• _THE PROBLEM_:
Look through the records, and whenever a line includes the word "entries", copy it.

• _STUDY MATERIAL_:
*** Begin section ***
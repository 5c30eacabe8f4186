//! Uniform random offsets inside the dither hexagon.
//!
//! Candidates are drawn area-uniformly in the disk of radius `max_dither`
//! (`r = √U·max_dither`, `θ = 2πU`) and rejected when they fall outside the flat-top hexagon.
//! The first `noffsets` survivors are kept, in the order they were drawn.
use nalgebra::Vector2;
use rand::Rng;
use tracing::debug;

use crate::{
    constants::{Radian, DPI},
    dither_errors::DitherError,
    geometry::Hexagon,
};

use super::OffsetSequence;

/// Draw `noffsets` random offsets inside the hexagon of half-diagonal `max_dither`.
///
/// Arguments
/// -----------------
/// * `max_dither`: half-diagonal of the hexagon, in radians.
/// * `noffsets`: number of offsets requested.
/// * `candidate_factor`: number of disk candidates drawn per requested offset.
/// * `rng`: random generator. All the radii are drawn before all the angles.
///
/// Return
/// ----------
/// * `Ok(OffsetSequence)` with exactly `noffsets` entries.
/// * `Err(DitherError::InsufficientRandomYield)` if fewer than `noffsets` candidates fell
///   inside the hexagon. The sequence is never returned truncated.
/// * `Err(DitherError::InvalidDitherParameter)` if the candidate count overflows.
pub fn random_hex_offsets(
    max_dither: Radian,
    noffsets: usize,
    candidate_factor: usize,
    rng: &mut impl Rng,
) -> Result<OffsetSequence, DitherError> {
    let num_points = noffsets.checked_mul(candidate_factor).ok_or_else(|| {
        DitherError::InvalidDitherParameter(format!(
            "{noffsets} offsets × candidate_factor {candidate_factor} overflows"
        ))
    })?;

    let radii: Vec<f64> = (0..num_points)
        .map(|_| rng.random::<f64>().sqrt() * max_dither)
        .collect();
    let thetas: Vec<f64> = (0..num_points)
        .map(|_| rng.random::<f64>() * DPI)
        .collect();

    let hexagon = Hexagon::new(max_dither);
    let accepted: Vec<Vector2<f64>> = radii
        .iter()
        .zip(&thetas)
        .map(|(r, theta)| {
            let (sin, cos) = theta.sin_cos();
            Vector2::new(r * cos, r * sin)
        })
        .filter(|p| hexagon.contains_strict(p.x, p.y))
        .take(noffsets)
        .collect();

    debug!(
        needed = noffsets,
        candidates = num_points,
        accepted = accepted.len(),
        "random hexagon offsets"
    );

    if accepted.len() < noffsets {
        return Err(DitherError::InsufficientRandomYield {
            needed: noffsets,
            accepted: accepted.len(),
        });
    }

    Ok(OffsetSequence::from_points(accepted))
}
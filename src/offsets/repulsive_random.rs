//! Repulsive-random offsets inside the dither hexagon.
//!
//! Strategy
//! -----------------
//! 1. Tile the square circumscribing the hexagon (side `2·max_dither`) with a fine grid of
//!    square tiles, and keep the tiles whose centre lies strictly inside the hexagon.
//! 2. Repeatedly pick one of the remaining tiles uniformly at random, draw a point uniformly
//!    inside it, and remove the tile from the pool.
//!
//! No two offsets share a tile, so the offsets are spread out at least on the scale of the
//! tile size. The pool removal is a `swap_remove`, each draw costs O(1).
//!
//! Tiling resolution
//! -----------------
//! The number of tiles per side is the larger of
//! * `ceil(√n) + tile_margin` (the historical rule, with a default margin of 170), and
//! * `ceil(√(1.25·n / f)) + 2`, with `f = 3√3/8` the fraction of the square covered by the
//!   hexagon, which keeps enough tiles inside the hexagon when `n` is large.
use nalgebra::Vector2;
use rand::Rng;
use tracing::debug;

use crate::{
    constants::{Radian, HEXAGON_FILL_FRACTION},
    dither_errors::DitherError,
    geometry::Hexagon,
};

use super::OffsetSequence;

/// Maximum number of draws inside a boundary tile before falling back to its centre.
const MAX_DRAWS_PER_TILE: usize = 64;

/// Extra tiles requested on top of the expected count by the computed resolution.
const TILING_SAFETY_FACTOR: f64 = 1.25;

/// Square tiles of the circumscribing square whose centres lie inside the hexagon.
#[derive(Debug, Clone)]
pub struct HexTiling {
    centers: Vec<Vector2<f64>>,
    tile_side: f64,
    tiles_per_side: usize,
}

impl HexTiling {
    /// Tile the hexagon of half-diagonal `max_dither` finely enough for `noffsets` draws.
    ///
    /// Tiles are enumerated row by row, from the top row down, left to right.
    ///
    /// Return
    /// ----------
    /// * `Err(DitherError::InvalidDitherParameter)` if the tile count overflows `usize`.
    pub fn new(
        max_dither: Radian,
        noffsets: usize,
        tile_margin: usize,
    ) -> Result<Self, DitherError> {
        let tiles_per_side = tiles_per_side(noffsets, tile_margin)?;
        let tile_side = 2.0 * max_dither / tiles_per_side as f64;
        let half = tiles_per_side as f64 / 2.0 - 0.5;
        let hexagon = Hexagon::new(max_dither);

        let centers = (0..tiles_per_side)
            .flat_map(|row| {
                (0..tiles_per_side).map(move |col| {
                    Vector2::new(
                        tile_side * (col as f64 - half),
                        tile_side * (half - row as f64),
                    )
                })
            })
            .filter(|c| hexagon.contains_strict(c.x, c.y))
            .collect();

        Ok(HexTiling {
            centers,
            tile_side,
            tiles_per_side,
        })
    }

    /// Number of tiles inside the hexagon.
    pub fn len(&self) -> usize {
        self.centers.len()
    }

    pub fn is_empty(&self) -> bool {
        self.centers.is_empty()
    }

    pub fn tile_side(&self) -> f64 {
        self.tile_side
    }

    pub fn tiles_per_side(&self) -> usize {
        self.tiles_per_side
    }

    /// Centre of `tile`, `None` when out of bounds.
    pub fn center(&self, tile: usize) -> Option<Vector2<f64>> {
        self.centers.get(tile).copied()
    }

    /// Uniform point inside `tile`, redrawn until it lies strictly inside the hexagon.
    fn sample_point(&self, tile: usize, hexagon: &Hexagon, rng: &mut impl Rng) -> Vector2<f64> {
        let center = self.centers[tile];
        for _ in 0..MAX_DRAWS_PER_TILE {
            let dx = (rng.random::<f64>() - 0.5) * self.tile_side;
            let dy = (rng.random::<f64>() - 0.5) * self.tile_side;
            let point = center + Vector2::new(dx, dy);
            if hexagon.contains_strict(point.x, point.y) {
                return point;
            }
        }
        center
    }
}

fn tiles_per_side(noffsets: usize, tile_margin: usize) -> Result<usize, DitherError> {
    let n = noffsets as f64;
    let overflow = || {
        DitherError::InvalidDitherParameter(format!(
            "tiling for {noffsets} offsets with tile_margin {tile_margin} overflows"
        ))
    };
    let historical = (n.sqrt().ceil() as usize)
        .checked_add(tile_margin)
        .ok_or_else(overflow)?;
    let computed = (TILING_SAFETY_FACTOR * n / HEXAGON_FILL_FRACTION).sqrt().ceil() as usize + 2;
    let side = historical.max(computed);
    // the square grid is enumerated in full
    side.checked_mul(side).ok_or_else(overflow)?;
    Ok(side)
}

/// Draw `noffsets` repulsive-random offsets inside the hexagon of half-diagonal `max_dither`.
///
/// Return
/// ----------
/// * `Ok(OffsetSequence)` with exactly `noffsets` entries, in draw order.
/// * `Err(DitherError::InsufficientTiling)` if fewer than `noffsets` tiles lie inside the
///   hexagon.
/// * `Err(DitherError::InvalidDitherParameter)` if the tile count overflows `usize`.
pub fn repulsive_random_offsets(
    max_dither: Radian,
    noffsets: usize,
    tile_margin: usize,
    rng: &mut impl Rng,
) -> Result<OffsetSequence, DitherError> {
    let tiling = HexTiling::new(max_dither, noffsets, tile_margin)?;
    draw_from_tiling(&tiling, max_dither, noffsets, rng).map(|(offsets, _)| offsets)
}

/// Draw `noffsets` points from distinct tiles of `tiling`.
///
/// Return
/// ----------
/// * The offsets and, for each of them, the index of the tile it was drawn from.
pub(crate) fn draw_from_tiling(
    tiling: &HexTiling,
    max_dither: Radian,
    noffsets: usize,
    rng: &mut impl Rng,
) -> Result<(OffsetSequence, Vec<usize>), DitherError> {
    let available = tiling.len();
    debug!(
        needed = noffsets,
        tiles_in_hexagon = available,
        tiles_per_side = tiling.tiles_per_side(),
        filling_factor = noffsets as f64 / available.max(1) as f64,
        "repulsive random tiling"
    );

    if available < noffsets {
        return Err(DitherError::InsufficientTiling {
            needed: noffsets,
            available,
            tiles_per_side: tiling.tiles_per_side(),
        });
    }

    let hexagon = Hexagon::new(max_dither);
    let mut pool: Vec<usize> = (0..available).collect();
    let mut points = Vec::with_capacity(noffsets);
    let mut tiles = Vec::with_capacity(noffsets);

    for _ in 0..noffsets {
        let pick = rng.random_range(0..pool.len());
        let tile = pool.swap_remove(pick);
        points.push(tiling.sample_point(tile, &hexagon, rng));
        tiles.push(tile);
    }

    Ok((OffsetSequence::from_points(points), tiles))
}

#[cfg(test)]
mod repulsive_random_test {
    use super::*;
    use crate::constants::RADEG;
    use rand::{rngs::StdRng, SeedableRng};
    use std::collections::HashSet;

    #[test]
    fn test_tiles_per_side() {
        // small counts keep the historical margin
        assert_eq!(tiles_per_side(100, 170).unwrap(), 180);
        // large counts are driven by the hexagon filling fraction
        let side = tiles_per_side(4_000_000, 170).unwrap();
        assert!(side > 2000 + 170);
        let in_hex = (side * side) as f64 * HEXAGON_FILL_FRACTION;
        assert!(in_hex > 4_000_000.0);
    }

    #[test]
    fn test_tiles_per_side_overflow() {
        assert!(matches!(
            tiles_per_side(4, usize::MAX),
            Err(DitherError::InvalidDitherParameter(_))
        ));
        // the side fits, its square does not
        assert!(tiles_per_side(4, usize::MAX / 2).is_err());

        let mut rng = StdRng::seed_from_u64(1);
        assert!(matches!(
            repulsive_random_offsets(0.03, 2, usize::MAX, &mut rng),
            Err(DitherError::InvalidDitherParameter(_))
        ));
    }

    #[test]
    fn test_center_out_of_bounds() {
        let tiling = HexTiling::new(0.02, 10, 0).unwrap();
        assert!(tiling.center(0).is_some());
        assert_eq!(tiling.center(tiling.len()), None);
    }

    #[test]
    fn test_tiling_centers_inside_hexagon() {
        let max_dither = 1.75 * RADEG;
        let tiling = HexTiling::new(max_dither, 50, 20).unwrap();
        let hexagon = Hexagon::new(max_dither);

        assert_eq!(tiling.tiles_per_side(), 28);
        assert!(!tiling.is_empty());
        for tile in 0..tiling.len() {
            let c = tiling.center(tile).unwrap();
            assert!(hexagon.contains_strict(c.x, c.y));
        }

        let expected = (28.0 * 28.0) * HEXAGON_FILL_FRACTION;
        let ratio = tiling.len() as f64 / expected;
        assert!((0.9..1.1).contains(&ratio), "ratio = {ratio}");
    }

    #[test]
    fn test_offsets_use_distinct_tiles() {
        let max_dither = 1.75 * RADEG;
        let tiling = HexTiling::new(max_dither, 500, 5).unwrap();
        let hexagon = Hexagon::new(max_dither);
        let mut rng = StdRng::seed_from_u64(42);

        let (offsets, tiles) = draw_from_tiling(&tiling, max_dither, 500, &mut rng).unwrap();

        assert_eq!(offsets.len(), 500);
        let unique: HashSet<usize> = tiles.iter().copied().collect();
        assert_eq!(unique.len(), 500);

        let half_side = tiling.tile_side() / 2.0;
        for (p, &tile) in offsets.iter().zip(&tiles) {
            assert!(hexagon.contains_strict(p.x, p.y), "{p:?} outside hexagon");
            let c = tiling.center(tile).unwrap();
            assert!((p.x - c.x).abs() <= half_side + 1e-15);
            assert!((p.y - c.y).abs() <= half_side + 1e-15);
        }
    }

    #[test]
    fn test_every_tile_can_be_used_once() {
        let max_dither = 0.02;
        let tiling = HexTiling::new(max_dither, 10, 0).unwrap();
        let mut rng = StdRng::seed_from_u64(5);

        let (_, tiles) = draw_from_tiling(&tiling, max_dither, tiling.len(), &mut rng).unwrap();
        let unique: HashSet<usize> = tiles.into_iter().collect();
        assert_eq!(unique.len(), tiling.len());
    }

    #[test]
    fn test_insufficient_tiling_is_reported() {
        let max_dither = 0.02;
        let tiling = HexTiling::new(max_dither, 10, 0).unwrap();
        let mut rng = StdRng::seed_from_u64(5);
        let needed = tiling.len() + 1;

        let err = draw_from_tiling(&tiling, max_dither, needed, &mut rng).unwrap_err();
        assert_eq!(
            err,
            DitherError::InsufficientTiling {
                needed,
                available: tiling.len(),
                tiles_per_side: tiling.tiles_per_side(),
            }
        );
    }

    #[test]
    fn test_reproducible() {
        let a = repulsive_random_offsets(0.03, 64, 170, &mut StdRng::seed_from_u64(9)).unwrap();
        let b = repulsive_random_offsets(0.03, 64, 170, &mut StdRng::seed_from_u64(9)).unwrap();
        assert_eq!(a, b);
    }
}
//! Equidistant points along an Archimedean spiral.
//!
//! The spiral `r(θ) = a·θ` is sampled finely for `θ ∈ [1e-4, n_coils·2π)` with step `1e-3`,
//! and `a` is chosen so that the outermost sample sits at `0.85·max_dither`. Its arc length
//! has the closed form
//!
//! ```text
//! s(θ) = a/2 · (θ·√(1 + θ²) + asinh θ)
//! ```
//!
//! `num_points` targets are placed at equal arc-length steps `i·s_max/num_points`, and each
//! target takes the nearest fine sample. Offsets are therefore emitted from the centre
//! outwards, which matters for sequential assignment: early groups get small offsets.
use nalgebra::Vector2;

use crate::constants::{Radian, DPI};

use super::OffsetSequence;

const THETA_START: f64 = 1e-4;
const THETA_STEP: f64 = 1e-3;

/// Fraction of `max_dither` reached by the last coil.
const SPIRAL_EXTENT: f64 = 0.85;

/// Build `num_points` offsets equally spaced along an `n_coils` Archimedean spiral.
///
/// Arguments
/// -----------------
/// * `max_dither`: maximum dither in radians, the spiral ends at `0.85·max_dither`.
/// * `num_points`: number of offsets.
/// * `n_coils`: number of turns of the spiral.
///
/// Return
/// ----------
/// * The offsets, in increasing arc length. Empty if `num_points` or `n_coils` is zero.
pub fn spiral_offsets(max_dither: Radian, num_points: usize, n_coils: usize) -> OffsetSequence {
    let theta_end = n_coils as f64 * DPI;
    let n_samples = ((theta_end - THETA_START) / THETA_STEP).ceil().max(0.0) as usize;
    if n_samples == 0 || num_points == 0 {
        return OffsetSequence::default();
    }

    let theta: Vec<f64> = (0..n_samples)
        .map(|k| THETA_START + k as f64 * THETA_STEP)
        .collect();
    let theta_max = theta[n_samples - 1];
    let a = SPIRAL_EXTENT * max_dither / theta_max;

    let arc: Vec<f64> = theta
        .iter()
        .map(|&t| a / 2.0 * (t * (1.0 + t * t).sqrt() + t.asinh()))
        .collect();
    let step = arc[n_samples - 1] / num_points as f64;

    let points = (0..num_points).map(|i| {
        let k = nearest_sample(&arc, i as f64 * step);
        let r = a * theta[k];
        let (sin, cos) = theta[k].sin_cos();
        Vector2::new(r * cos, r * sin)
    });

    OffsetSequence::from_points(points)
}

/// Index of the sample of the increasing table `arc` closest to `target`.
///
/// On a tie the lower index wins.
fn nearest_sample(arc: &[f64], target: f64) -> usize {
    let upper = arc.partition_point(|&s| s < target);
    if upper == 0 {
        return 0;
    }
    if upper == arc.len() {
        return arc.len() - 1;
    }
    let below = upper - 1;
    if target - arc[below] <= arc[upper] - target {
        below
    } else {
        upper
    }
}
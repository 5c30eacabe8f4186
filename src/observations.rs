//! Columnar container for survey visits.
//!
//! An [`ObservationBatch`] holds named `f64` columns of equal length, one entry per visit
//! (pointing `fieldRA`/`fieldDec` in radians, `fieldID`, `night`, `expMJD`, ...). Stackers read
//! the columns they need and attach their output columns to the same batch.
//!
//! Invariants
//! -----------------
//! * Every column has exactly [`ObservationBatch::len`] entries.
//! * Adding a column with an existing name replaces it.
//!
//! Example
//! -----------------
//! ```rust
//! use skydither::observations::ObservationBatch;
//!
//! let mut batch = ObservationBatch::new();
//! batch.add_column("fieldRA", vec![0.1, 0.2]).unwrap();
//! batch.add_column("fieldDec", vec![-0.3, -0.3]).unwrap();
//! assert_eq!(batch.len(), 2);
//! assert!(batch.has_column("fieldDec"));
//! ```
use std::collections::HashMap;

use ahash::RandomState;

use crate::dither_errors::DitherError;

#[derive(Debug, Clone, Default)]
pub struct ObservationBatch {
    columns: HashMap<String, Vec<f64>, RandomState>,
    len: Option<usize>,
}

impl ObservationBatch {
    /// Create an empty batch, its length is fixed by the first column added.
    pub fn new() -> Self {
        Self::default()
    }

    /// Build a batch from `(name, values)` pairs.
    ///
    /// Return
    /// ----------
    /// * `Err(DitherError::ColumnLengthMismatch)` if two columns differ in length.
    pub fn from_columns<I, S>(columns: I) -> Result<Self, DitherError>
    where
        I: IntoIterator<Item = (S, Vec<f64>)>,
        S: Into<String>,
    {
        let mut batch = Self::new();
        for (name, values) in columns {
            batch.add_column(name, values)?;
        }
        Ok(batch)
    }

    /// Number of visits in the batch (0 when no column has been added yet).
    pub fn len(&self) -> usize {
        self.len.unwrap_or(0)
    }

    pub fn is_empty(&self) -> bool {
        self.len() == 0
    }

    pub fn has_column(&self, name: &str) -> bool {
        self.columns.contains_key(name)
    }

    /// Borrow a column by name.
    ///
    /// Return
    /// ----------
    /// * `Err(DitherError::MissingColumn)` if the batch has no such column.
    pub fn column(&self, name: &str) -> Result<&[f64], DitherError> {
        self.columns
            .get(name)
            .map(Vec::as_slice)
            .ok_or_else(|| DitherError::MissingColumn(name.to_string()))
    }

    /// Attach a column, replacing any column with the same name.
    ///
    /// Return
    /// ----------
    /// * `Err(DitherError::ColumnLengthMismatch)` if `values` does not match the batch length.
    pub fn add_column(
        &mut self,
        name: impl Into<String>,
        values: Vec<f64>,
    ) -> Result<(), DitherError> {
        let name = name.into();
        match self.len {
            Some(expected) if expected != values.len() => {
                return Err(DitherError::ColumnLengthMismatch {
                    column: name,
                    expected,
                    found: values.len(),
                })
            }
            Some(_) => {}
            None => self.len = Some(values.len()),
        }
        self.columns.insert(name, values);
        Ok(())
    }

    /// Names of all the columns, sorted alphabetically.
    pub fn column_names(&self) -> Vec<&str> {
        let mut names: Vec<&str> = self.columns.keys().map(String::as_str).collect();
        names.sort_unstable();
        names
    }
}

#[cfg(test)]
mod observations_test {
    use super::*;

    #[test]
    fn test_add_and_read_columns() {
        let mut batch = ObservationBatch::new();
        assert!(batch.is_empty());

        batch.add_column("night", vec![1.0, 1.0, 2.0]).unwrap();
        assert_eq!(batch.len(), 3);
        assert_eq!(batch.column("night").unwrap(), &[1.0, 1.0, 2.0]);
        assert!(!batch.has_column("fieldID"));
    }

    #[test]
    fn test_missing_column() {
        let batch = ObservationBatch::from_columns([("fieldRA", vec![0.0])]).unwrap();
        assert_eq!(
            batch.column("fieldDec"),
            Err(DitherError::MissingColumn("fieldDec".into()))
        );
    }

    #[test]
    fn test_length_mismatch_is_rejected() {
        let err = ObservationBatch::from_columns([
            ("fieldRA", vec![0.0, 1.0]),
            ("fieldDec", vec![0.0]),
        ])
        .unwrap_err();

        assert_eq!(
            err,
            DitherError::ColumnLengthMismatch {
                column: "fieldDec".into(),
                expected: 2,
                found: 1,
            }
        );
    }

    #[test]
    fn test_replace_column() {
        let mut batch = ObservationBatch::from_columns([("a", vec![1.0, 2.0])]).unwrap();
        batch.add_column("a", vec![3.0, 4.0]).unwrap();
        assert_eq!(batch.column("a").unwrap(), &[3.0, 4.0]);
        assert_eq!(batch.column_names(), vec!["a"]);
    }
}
*** End section ***
• _EXERCISE OUTPUT_:
/// * `Ok(OffsetSequence)` with exactly `noffsets` entries.
/// * `Ok(OffsetSequence)` with exactly `noffsets` entries, in draw order.
//! * Every column has exactly [`ObservationBatch::len`] entries.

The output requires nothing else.